Mía fronst als ze een grinnik hoort.
'Ja, ik ben oké, Milo,' hoort ze Ginía dan antwoorden vanuit de mist onder hen. 'Dit was gewoon mijn snelle weg naar onze bestemming.'
Nu is het zowel Mía als Milo die fronst. Ze kijken elkaar kort aan en lopen dan de laatste meter naar beneden. Nu zien ze wat Ginía bedoelt. Met haar rug zit ze tegen een muur, gemaakt van oude, verkleurde stenen. Mía kijkt omhoog en ze trekt haar wenkbrauwen op uit verbazing.
'Ja, hoog he? Het is bizar!' zegt Ginía als ze Mía naar de hoogte van de muur ziet kijken.
Het enige wat ze doet is knikken als Ginía rustig op staat van de grond.
'Laten we naar de deur gaan,' stelt Milo voor.
Met zijn drieën lopen ze langs de muur op. Ze moeten goed uitkijken waar ze lopen, want de muur staat dicht op de helling en boomstronken zijn pas laat te zien door de hangende mist tussen de bomen. Uiteindelijk gaan ze eerst drie hoeken om voor ze uiteindelijk bij een enkele, ronde houten deur komen. Mía laat haar ogen over de deur glijden en verder omhoog over de muur tot waar het overgaat in een dak. Het huis is nog net niet zo groot als de hoge bomen van het bos eromheen. De buitenmuren van het huis zijn kaal en grijs en onderaan het huis is te zien dat de klimplanten van het bos over het huis beginnen te groeien. Zo zijn de stenen her en der bedekt met de bladeren van deze klimplanten. Het oogt niet lelijk of onverzorgd, maar het is juist heel erg mooi en adembenemend om te zien. De ronde houten deur ziet er net zo kaal uit als de muren en is ook overduidelijk oud, maar tegelijkertijd lijkt het nog steeds een stevige, goed werkende deur. Ze ziet hoe Ginía een stap zet richting de deur en de deurknop vastpakt om de deur te openen, maar Milo legt een hand op haar schouder en vraagt of hij het mag doen. Ginía laat hem en met een vuist klopt Milo drie keer op het hout van de deur, waarna hij net zoals Ginía weer een stap naar achteren zet. Ze merkt wat spanning op tussen de twee, maar heel lang kan ze daar niet bij stilstaan, want al snel vliegt de ronde houten deur voor hen open.

Voor hen verschijnt een wat oudere vrouw met lange, bruine haren die sierlijk, maar krachtig naar achteren zijn gebonden. Ook heeft ze een mooie, rode jurk aan waarbij de voorkant tot haar knieën komt en de achterkant tot de helft van haar onderbenen. Schoenen draagt de vrouw niet, ziet ze, maar op de vloer ligt dan ook een dik wollig tapijt en de kans is vrij groot dat dit de reden is waarom de vrouw geen schoenen draagt.
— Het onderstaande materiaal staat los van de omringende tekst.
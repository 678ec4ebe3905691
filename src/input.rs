//! Single-line text input with a character cursor.

/// A text input field with cursor position and active state management.
///
/// The cursor counts characters, not bytes.
#[derive(Clone, Debug, Default)]
pub struct InputField {
    pub value: String,
    pub cursor: usize,
    pub active: bool,
}

impl InputField {
    /// Create a new empty input field.
    pub fn new() -> Self {
        Self::default()
    }

    /// Create an input field with initial text value.
    pub fn with_value(value: &str) -> Self {
        Self {
            value: value.to_string(),
            cursor: value.chars().count(),
            active: false,
        }
    }

    fn byte_index(&self, cursor: usize) -> usize {
        self.value
            .char_indices()
            .nth(cursor)
            .map(|(i, _)| i)
            .unwrap_or(self.value.len())
    }

    fn char_len(&self) -> usize {
        self.value.chars().count()
    }

    /// Insert a character at the current cursor position.
    pub fn handle_char(&mut self, c: char) {
        let idx = self.byte_index(self.cursor);
        self.value.insert(idx, c);
        self.cursor += 1;
    }

    /// Delete the character before the cursor.
    pub fn handle_backspace(&mut self) {
        if self.cursor > 0 {
            let idx = self.byte_index(self.cursor - 1);
            self.value.remove(idx);
            self.cursor -= 1;
        }
    }

    /// Delete the character at the cursor position.
    pub fn handle_delete(&mut self) {
        if self.cursor < self.char_len() {
            let idx = self.byte_index(self.cursor);
            self.value.remove(idx);
        }
    }

    /// Move cursor one position to the left.
    pub fn move_cursor_left(&mut self) {
        if self.cursor > 0 {
            self.cursor -= 1;
        }
    }

    /// Move cursor one position to the right.
    pub fn move_cursor_right(&mut self) {
        if self.cursor < self.char_len() {
            self.cursor += 1;
        }
    }

    pub fn clear(&mut self) {
        self.value.clear();
        self.cursor = 0;
    }
}

#[cfg(test)]
mod tests {
    use super::*;

    #[test]
    fn test_editing_at_cursor() {
        let mut field = InputField::with_value("milk");
        field.move_cursor_left();
        field.move_cursor_left();
        field.handle_char('X');
        assert_eq!(field.value, "miXlk");
        field.handle_backspace();
        field.handle_delete();
        assert_eq!(field.value, "mik");
        assert_eq!(field.cursor, 2);
    }

    #[test]
    fn test_multibyte_text() {
        let mut field = InputField::new();
        for c in "café ☕".chars() {
            field.handle_char(c);
        }
        field.handle_backspace();
        field.move_cursor_left();
        field.handle_char('!');
        assert_eq!(field.value, "café! ");
        field.move_cursor_right();
        field.move_cursor_right();
        assert_eq!(field.cursor, 6);
    }

    #[test]
    fn test_clear() {
        let mut field = InputField::with_value("abc");
        field.clear();
        assert!(field.value.is_empty());
        assert_eq!(field.cursor, 0);
    }
}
'Kan ik jullie ergens mee helpen?' vraagt de vrouw.
Milo, Ginía en Mía kijken elkaar even aan om al zwijgend af te stemmen wie het woord gaat nemen en uiteindelijk is het Ginía die het woord besluit te nemen.
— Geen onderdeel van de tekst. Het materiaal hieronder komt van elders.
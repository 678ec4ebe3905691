//! Drawing of the task list screen and its popups.
//!
//! Everything here draws from plain data so a snapshot of the screen can be
//! redrawn underneath a modal dialog while the store is busy.

use ratatui::{
    layout::{Alignment, Constraint, Direction, Layout, Rect},
    style::{Color, Modifier, Style},
    text::{Line, Span},
    widgets::{Block, Borders, Cell, Clear, HighlightSpacing, Paragraph, Row, Table, TableState, Wrap},
    Frame,
};

use crate::render::{filter_label, visible_rows, Control, DisplayRow, NO_TASKS};
use crate::input::InputField;
use crate::store::Counts;
use crate::task_form::TaskForm;
use crate::tui::{
    colors::{AMBER, DARK_BLUE, DARK_RED, GOLD, GREEN, INK},
    enums::DialogKind,
    utils::centered_rect,
};

/// Width of the highlight symbol column in front of every row.
pub const HIGHLIGHT_WIDTH: u16 = 3;
/// Width of the actions column, `[✓] [✗]`.
pub const ACTIONS_WIDTH: u16 = 7;

/// Everything needed to draw the main screen.
pub struct ScreenView<'a> {
    pub rows: &'a [DisplayRow],
    pub filter_active: bool,
    pub counts: Counts,
    pub form: &'a TaskForm,
    pub editing: bool,
    pub status: &'a str,
    pub table_state: &'a mut TableState,
}

/// An owned copy of the screen, drawn behind modal dialogs.
pub struct Backdrop {
    pub rows: Vec<DisplayRow>,
    pub filter_active: bool,
    pub counts: Counts,
    pub form: TaskForm,
    pub editing: bool,
    pub table_state: TableState,
}

impl Backdrop {
    pub fn view(&mut self) -> ScreenView<'_> {
        ScreenView {
            rows: &self.rows,
            filter_active: self.filter_active,
            counts: self.counts,
            form: &self.form,
            editing: self.editing,
            status: "",
            table_state: &mut self.table_state,
        }
    }
}

/// Column that a mouse x position falls in, relative to the table's inner
/// left edge.
pub fn control_at(offset_x: u16) -> Option<Control> {
    let x = offset_x.checked_sub(HIGHLIGHT_WIDTH)?;
    match x {
        0..=2 => Some(Control::ToggleComplete),
        4..=6 => Some(Control::Delete),
        _ => None,
    }
}

/// Draw the full screen. Returns the area of the task table.
pub fn draw_screen(f: &mut Frame, view: ScreenView<'_>) -> Rect {
    let chunks = Layout::default()
        .direction(Direction::Vertical)
        .constraints([
            Constraint::Length(3), // header
            Constraint::Length(3), // form
            Constraint::Min(0),    // table
            Constraint::Length(1), // status bar
        ])
        .split(f.area());

    draw_header(f, chunks[0], view.filter_active, view.counts);
    draw_form(f, chunks[1], view.form, view.editing);
    draw_table(f, chunks[2], view.rows, view.table_state);
    draw_status_bar(f, chunks[3], view.status, view.editing);
    chunks[2]
}

fn draw_header(f: &mut Frame, area: Rect, filter_active: bool, counts: Counts) {
    let filter_style = if filter_active {
        Style::default().fg(INK).bg(GREEN)
    } else {
        Style::default().fg(INK).bg(AMBER)
    };
    let line = Line::from(vec![
        Span::styled("TO-DO LIST", Style::default().add_modifier(Modifier::BOLD)),
        Span::raw("  "),
        Span::styled(
            format!(
                "{} tasks, {} done, {} pending",
                counts.total, counts.completed, counts.pending
            ),
            Style::default().fg(Color::Cyan).add_modifier(Modifier::ITALIC),
        ),
        Span::raw("   "),
        Span::styled(format!(" [f] {} ", filter_label(filter_active)), filter_style),
        Span::raw(" "),
        Span::styled(" [D] Delete All ", Style::default().fg(Color::White).bg(DARK_RED)),
    ]);
    let header = Paragraph::new(line)
        .block(Block::default().borders(Borders::ALL))
        .alignment(Alignment::Center);
    f.render_widget(header, area);
}

fn field_spans<'a>(label: &'a str, field: &'a InputField, editing: bool) -> Vec<Span<'a>> {
    let style = if editing && field.active {
        Style::default().fg(INK).bg(GOLD)
    } else {
        Style::default().add_modifier(Modifier::UNDERLINED)
    };
    vec![
        Span::styled(label, Style::default().add_modifier(Modifier::BOLD)),
        Span::styled(format!(" {} ", field.value), style),
    ]
}

fn draw_form(f: &mut Frame, area: Rect, form: &TaskForm, editing: bool) {
    const TEXT_LABEL: &str = "Task:";
    const DATE_LABEL: &str = "   Due:";

    let mut spans = field_spans(TEXT_LABEL, &form.text, editing);
    spans.extend(field_spans(DATE_LABEL, &form.date, editing));
    let title = if editing {
        "Add Task - Tab to switch, Enter to add, Esc to close"
    } else {
        "Add Task - press 'a'"
    };
    let block = Block::default().borders(Borders::ALL).title(title);
    f.render_widget(Paragraph::new(Line::from(spans)).block(block), area);

    if editing {
        // Cursor sits one cell after the label and the padding space.
        let text_start = area.x.saturating_add(cells(TEXT_LABEL.len()).saturating_add(2));
        let x = if form.date.active {
            text_start
                .saturating_add(cells(form.text.value.chars().count()))
                .saturating_add(cells(DATE_LABEL.len()).saturating_add(2))
                .saturating_add(cells(form.date.cursor))
        } else {
            text_start.saturating_add(cells(form.text.cursor))
        };
        f.set_cursor_position((x.min(area.right().saturating_sub(2)), area.y + 1));
    }
}

fn cells(n: usize) -> u16 {
    u16::try_from(n).unwrap_or(u16::MAX)
}

fn draw_table(f: &mut Frame, area: Rect, rows: &[DisplayRow], table_state: &mut TableState) {
    let header = Row::new(["Actions", "Task", "Date", "Status"].map(|h| {
        Cell::from(h).style(Style::default().add_modifier(Modifier::BOLD))
    }))
    .style(Style::default().bg(GOLD).fg(INK))
    .height(1);

    let body: Vec<Row> = visible_rows(rows)
        .map(|row| match row {
            DisplayRow::Placeholder => Row::new(vec![
                Cell::from(""),
                Cell::from(NO_TASKS),
                Cell::from(""),
                Cell::from(""),
            ])
            .style(Style::default().fg(Color::DarkGray).add_modifier(Modifier::ITALIC)),
            DisplayRow::Task(t) => {
                let actions = format!(
                    "[{}] [{}]",
                    t.actions[0].control.glyph(),
                    t.actions[1].control.glyph()
                );
                let (style, status_style) = if t.completed {
                    (
                        Style::default().fg(Color::DarkGray),
                        Style::default().fg(GREEN).add_modifier(Modifier::BOLD),
                    )
                } else {
                    (Style::default().fg(Color::White), Style::default().fg(AMBER))
                };
                Row::new(vec![
                    Cell::from(actions),
                    Cell::from(t.text.clone()),
                    Cell::from(t.date.clone()),
                    Cell::from(t.status).style(status_style),
                ])
                .style(style)
            }
        })
        .collect();

    let widths = [
        Constraint::Length(ACTIONS_WIDTH),
        Constraint::Min(20),
        Constraint::Length(12),
        Constraint::Length(8),
    ];

    let table = Table::new(body, widths)
        .header(header)
        .block(Block::default().borders(Borders::ALL).title("Tasks - Press 'h' for help"))
        .row_highlight_style(Style::default().bg(Color::Gray).fg(Color::Black))
        .highlight_symbol(">> ")
        .highlight_spacing(HighlightSpacing::Always);

    f.render_stateful_widget(table, area, table_state);
}

fn draw_status_bar(f: &mut Frame, area: Rect, status: &str, editing: bool) {
    let text = if !status.is_empty() {
        status.to_string()
    } else if editing {
        "Add New Task".to_string()
    } else {
        "a add | c toggle | d delete | f filter | D delete all | h help | q quit".to_string()
    };
    let bar = Paragraph::new(text)
        .style(Style::default().bg(GOLD).fg(INK))
        .alignment(Alignment::Left);
    f.render_widget(bar, area);
}

/// Draw a modal alert or confirmation.
pub fn draw_dialog(f: &mut Frame, area: Rect, kind: DialogKind, message: &str) {
    let (title, bg, hint) = match kind {
        DialogKind::Alert => ("Notice", DARK_BLUE, "Press Enter to continue"),
        DialogKind::Confirm => ("Confirm Action", DARK_RED, "Press 'y' to confirm, 'n' to cancel"),
    };
    let block = Block::default()
        .title(title)
        .borders(Borders::ALL)
        .style(Style::default().bg(bg));

    let area = centered_rect(50, 20, area);
    f.render_widget(Clear, area);

    let text = vec![
        Line::from(""),
        Line::from(Span::styled(message, Style::default().add_modifier(Modifier::BOLD))),
        Line::from(""),
        Line::from(hint),
    ];
    let paragraph = Paragraph::new(text)
        .block(block)
        .alignment(Alignment::Center)
        .wrap(Wrap { trim: true });
    f.render_widget(paragraph, area);
}

/// Draw the key reference popup.
pub fn draw_help(f: &mut Frame, area: Rect) {
    let area = centered_rect(60, 60, area);
    f.render_widget(Clear, area);

    let keys = [
        ("a", "Add a task"),
        ("c / Space", "Toggle done on the selected task"),
        ("d / Del", "Delete the selected task"),
        ("f", "Hide or show completed tasks"),
        ("D", "Delete all tasks"),
        ("Up / Down", "Move selection"),
        ("Mouse", "Click [✓] or [✗] on a row"),
        ("q / Esc", "Quit"),
    ];
    let mut text = vec![Line::from("")];
    for (key, what) in keys {
        text.push(Line::from(vec![
            Span::styled(format!("{key:>10}  "), Style::default().add_modifier(Modifier::BOLD)),
            Span::raw(what),
        ]));
    }
    text.push(Line::from(""));
    text.push(Line::from("Press any key to return"));

    let paragraph = Paragraph::new(text).block(Block::default().title("Help").borders(Borders::ALL));
    f.render_widget(paragraph, area);
}

#[cfg(test)]
mod tests {
    use super::*;

    #[test]
    fn test_control_hit_areas() {
        assert_eq!(control_at(0), None);
        assert_eq!(control_at(HIGHLIGHT_WIDTH), Some(Control::ToggleComplete));
        assert_eq!(control_at(HIGHLIGHT_WIDTH + 2), Some(Control::ToggleComplete));
        assert_eq!(control_at(HIGHLIGHT_WIDTH + 3), None);
        assert_eq!(control_at(HIGHLIGHT_WIDTH + 4), Some(Control::Delete));
        assert_eq!(control_at(HIGHLIGHT_WIDTH + 6), Some(Control::Delete));
        assert_eq!(control_at(HIGHLIGHT_WIDTH + 7), None);
    }

    #[test]
    fn test_long_form_values_keep_cursor_on_screen() {
        use ratatui::{backend::TestBackend, Terminal};

        let mut form = TaskForm::with_values(&"x".repeat(70_000), "tomorrow");
        form.next_field();
        let rows = [DisplayRow::Placeholder];
        let mut table_state = TableState::default();
        let mut terminal = Terminal::new(TestBackend::new(60, 20)).unwrap();

        terminal
            .draw(|f| {
                draw_screen(
                    f,
                    ScreenView {
                        rows: &rows,
                        filter_active: false,
                        counts: Counts::default(),
                        form: &form,
                        editing: true,
                        status: "",
                        table_state: &mut table_state,
                    },
                );
            })
            .unwrap();
        let cursor = terminal.get_cursor_position().unwrap();
        assert!(cursor.x < 60);
        assert_eq!(cursor.y, 4);
    }
}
'Ja, wij komen namens de leider van de stad Urbe Vitae, de thuisstad van de Elementa Elfen,' begint Ginía te vertellen. 'We zoeken naar een brouwsel of iets dergelijks voor een zeer belangrijke missie. Daarvoor wilden wij u graag om hulp vragen.'
Het is al gauw duidelijk voor Mía dat de vrouw even moet nadenken, maar al snel begint ze te spreken.
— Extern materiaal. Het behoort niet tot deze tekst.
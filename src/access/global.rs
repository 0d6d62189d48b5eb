//! Process-wide [`RepoAccessCache`].
//!
//! The first call to [`get_instance`] builds the shared cache.  **Every later
//! call returns that same instance and discards its own arguments**,
//! including the query: the first caller's configuration wins.  Code that
//! only needs the already-built cache should use [`instance`], which returns
//! `None` before initialization instead of silently building one.

use std::sync::Arc;

use parking_lot::RwLock;
use tracing::debug;

use super::{RepoAccessCache, RepoAccessOption};
use crate::forge::AccessQuery;

static INSTANCE: RwLock<Option<Arc<RepoAccessCache>>> = parking_lot::const_rwlock(None);

/// Return the shared cache, building it from `query` and `options` if this is
/// the first call.
pub fn get_instance(
    query: Option<Arc<dyn AccessQuery>>,
    options: impl IntoIterator<Item = RepoAccessOption>,
) -> Arc<RepoAccessCache> {
    if let Some(existing) = INSTANCE.read().as_ref() {
        debug!("repo access cache already initialized; ignoring new arguments");
        return Arc::clone(existing);
    }

    let mut slot = INSTANCE.write();
    if let Some(existing) = slot.as_ref() {
        return Arc::clone(existing);
    }
    let cache = Arc::new(RepoAccessCache::new(query, options));
    *slot = Some(Arc::clone(&cache));
    cache
}

/// The shared cache, if [`get_instance`] has run.
pub fn instance() -> Option<Arc<RepoAccessCache>> {
    INSTANCE.read().clone()
}

/// Flush and forget the shared cache so the next [`get_instance`] builds a
/// new one.  Holders of the old `Arc` keep a working (now empty) cache.
pub fn reset_instance() {
    if let Some(cache) = INSTANCE.write().take() {
        cache.flush();
    }
}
'Hm, oké. En wat is dit dan voor missie waarvoor jullie mijn brouwsels of één van mijn andere specialiteiten nodig hebben, mijn beste Elfjes?' vraagt ze met een nieuwsgierige maar toch ook mysterieuze ondertoon in haar stem terwijl ze hen alle drie één voor één in de ogen aankijkt.
Dan is het Milo die haar vraag beantwoord: 'We hebben het nodig voor onze missie waarbij we naar een dorp van Mensen moeten gaan om wat gedane schade te herstellen of te beperken. Dit moet zonder dat ze ons herkennen.'
De nieuwsgierigheid van de vrouw groeit zichtbaar en al snel vraagt ze verder: 'Bij de Mensen, nietwaar? En wat hadden jullie dan precies in gedachten? Wat hadden jullie van mij willen hebben dat jullie zou kunnen helpen voor deze zeer belangrijke missie, zoals jullie het noemen?'
'Nou, we willen niet dat de Mensen ons herkennen zodra we dat dorp binnenlopen, omdat wij, Elementa Elfen, juist het probleem zijn in deze situatie. We zaten eraan te denken ons te vermommen als Mensen, zodat we binnen kunnen komen en daarna kunnen onderzoeken wat we kunnen doen om de situatie op te lossen,' vertelt Ginía, vlug naar Milo kijkend die eigenlijk op het punt had gestaan weer het woord te nemen.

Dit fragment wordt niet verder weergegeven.